Figure 1. Expansion of the Golgi following Scyl1 knock down.

A, HeLa cells were transfected with control (ctrl) siRNA or one of two previously characterized siRNAs (Scyl1 #1 and #2) specific for Scyl1 [16]. The cells were subsequently fixed and processed for indirect immunofluorescence with antibodies against Scyl1 (red) and either GM130 or 58K (green). Magnified views of regions of the GM130 staining are shown in the rightmost 3 panels. The scale bars = 10 µm. B, The two-dimensional surface area was calculated for a large number of Golgi as described under Materials and Methods. Despite variability in Golgi size as indicated by the overlapping error bars, which indicate standard error of the mean, Scyl1 knock down causes a significant increase in the surface area of the Golgi (*** p<0.001) as determined by a Student's t-test. C, Cells treated with ctrl siRNA or Scyl1 #1 siRNA were subsequently mixed and co-stained for Scyl1 (red) and 58K (green).
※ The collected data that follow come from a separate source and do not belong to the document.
//! Key mapping from terminal events to game commands.

use crate::types::Command;
use crossterm::event::{KeyCode, KeyEvent, KeyEventKind, KeyModifiers};

/// Map a key press to a command. Release and repeat events map to nothing.
///
/// Terminals only tag those kinds when keyboard enhancement is enabled, which
/// this crate does not do; elsewhere a held key arrives as repeated presses.
pub fn handle_key_event(key: KeyEvent) -> Option<Command> {
    if key.kind != KeyEventKind::Press {
        return None;
    }

    if key.code == KeyCode::Char('c') && key.modifiers.contains(KeyModifiers::CONTROL) {
        return Some(Command::Quit);
    }

    match key.code {
        // Movement
        KeyCode::Left | KeyCode::Char('h') | KeyCode::Char('H') | KeyCode::Char('a') | KeyCode::Char('A') => {
            Some(Command::MoveLeft)
        }
        KeyCode::Right | KeyCode::Char('l') | KeyCode::Char('L') | KeyCode::Char('d') | KeyCode::Char('D') => {
            Some(Command::MoveRight)
        }
        KeyCode::Down | KeyCode::Char('j') | KeyCode::Char('J') | KeyCode::Char('s') | KeyCode::Char('S') => {
            Some(Command::SoftDropToggle)
        }

        // Rotation
        KeyCode::Up
        | KeyCode::Char(' ')
        | KeyCode::Char('k')
        | KeyCode::Char('K')
        | KeyCode::Char('w')
        | KeyCode::Char('W') => Some(Command::Rotate),

        KeyCode::Esc | KeyCode::Char('q') | KeyCode::Char('Q') => Some(Command::Quit),

        _ => None,
    }
}

/// Check if key should start a new game.
pub fn should_restart(key: KeyEvent) -> bool {
    key.kind == KeyEventKind::Press && matches!(key.code, KeyCode::Char('r') | KeyCode::Char('R'))
}
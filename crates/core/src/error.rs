//! Errors raised by the core.
//!
//! Every variant is a programming error: a caller broke a precondition. Expected
//! rejections (a blocked move, a blocked spawn) are plain `bool`/phase results,
//! never a `CoreError`.

#[derive(Debug, thiserror::Error, PartialEq, Eq, Clone)]
pub enum CoreError {
    #[error("unknown shape id {0:?}")]
    UnknownShape(String),

    #[error("cell ({x}, {y}) is outside the {cols}x{rows} board")]
    OutOfBounds { x: i16, y: i16, cols: u16, rows: u16 },

    #[error("cannot lock piece: cell ({x}, {y}) is outside the board or already occupied")]
    InvalidLock { x: i16, y: i16 },

    #[error("lock requested with no piece in play")]
    NoActivePiece,

    #[error("game halted after an earlier fault")]
    Halted,
}
//! TerminalRenderer: flushes a framebuffer to a real terminal.
//!
//! The first frame (and any frame after a resize) is a full redraw; every other
//! frame only sends the runs of cells that changed.

use std::io::{self, Write};

use anyhow::Result;

use crossterm::{
    cursor,
    style::{
        Attribute, Color, Print, ResetColor, SetAttribute, SetBackgroundColor, SetForegroundColor,
    },
    terminal, QueueableCommand,
};

use crate::fb::{CellStyle, FrameBuffer, Rgb};

pub struct TerminalRenderer {
    stdout: io::Stdout,
    /// Last frame sent, used for diffing
    last: Option<FrameBuffer>,
    buf: Vec<u8>,
    active: bool,
}

impl TerminalRenderer {
    pub fn new() -> Self {
        Self {
            stdout: io::stdout(),
            last: None,
            buf: Vec::with_capacity(64 * 1024),
            active: false,
        }
    }

    /// Switch to raw mode and the alternate screen.
    pub fn enter(&mut self) -> Result<()> {
        terminal::enable_raw_mode()?;
        self.active = true;
        self.buf.clear();
        self.buf.queue(terminal::EnterAlternateScreen)?;
        self.buf.queue(cursor::Hide)?;
        self.buf.queue(terminal::DisableLineWrap)?;
        self.flush_buf()
    }

    /// Restore the terminal. Safe to call more than once.
    pub fn exit(&mut self) -> Result<()> {
        if !self.active {
            return Ok(());
        }
        self.active = false;
        self.buf.clear();
        self.buf.queue(ResetColor)?;
        self.buf.queue(SetAttribute(Attribute::Reset))?;
        self.buf.queue(terminal::EnableLineWrap)?;
        self.buf.queue(cursor::Show)?;
        self.buf.queue(terminal::LeaveAlternateScreen)?;
        self.flush_buf()?;
        terminal::disable_raw_mode()?;
        Ok(())
    }

    /// Force the next draw to be a full redraw (e.g. after a resize).
    pub fn invalidate(&mut self) {
        self.last = None;
    }

    /// Draw `fb`, then swap it with the previous frame.
    ///
    /// Callers keep one framebuffer and pass it in every frame; after the call
    /// it holds stale contents that the next `GameView::render_into` overwrites.
    pub fn draw_swap(&mut self, fb: &mut FrameBuffer) -> Result<()> {
        self.buf.clear();
        match self.last.as_ref() {
            Some(prev) if prev.width() == fb.width() && prev.height() == fb.height() => {
                encode_diff_into(prev, fb, &mut self.buf)?;
            }
            _ => encode_full_into(fb, &mut self.buf)?,
        }
        self.flush_buf()?;

        let mut prev = self
            .last
            .take()
            .unwrap_or_else(|| FrameBuffer::new(fb.width(), fb.height()));
        std::mem::swap(&mut prev, fb);
        self.last = Some(prev);
        Ok(())
    }

    fn flush_buf(&mut self) -> Result<()> {
        self.stdout.write_all(&self.buf)?;
        self.stdout.flush()?;
        Ok(())
    }
}

impl Default for TerminalRenderer {
    fn default() -> Self {
        Self::new()
    }
}

impl Drop for TerminalRenderer {
    fn drop(&mut self) {
        let _ = self.exit();
    }
}

/// Encode a full-frame redraw into `out`.
pub fn encode_full_into(fb: &FrameBuffer, out: &mut Vec<u8>) -> Result<()> {
    out.queue(terminal::Clear(terminal::ClearType::All))?;

    let mut style: Option<CellStyle> = None;
    for y in 0..fb.height() {
        out.queue(cursor::MoveTo(0, y))?;
        encode_cells(fb.row(y), &mut style, out)?;
    }

    out.queue(ResetColor)?;
    out.queue(SetAttribute(Attribute::Reset))?;
    Ok(())
}

/// Encode only the changed runs between two equally sized frames into `out`.
pub fn encode_diff_into(prev: &FrameBuffer, next: &FrameBuffer, out: &mut Vec<u8>) -> Result<()> {
    let mut style: Option<CellStyle> = None;

    for y in 0..next.height() {
        let row = next.row(y);
        for (start, end) in changed_runs(prev.row(y), row) {
            out.queue(cursor::MoveTo(start as u16, y))?;
            encode_cells(&row[start..end], &mut style, out)?;
        }
    }

    out.queue(ResetColor)?;
    out.queue(SetAttribute(Attribute::Reset))?;
    Ok(())
}

fn encode_cells(
    cells: &[crate::fb::Cell],
    current: &mut Option<CellStyle>,
    out: &mut Vec<u8>,
) -> Result<()> {
    for cell in cells {
        if *current != Some(cell.style) {
            apply_style_into(out, cell.style)?;
            *current = Some(cell.style);
        }
        out.queue(Print(cell.ch))?;
    }
    Ok(())
}

/// Half-open index ranges where `next` differs from `prev`, adjacent changes coalesced.
fn changed_runs<'a>(
    prev: &'a [crate::fb::Cell],
    next: &'a [crate::fb::Cell],
) -> impl Iterator<Item = (usize, usize)> + 'a {
    let mut x = 0;
    std::iter::from_fn(move || {
        let differs = |i: usize| prev.get(i) != next.get(i);
        while x < next.len() && !differs(x) {
            x += 1;
        }
        if x >= next.len() {
            return None;
        }
        let start = x;
        while x < next.len() && differs(x) {
            x += 1;
        }
        Some((start, x))
    })
}

fn apply_style_into(out: &mut Vec<u8>, style: CellStyle) -> Result<()> {
    out.queue(SetAttribute(Attribute::Reset))?;
    out.queue(SetForegroundColor(rgb_to_color(style.fg)))?;
    out.queue(SetBackgroundColor(rgb_to_color(style.bg)))?;
    if style.bold {
        out.queue(SetAttribute(Attribute::Bold))?;
    }
    if style.dim {
        out.queue(SetAttribute(Attribute::Dim))?;
    }
    Ok(())
}

fn rgb_to_color(rgb: Rgb) -> Color {
    Color::Rgb {
        r: rgb.r,
        g: rgb.g,
        b: rgb.b,
    }
}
The two cells in the middle, lacking Scyl1 expression have expanded Golgis. The scale bar = 10 µm. D, HeLa cells, transfected with control siRNA or Scyl1 #1 siRNA were subsequently fixed and processed for indirect immunofluorescence with antibodies against Scyl1 (red) and GM130 (green). Outlines of the cells are indicated. The scale bar = 10 µm. E, The two-dimensional surface area of the Golgi was calculated and presented as a percentage of the two-dimensional whole cell area. The Golgi in Scyl1 knock down cells covers a significantly (*** p<0.001, Student's t-test) larger area of the cell. Error bars represent standard error of the mean for all graphs.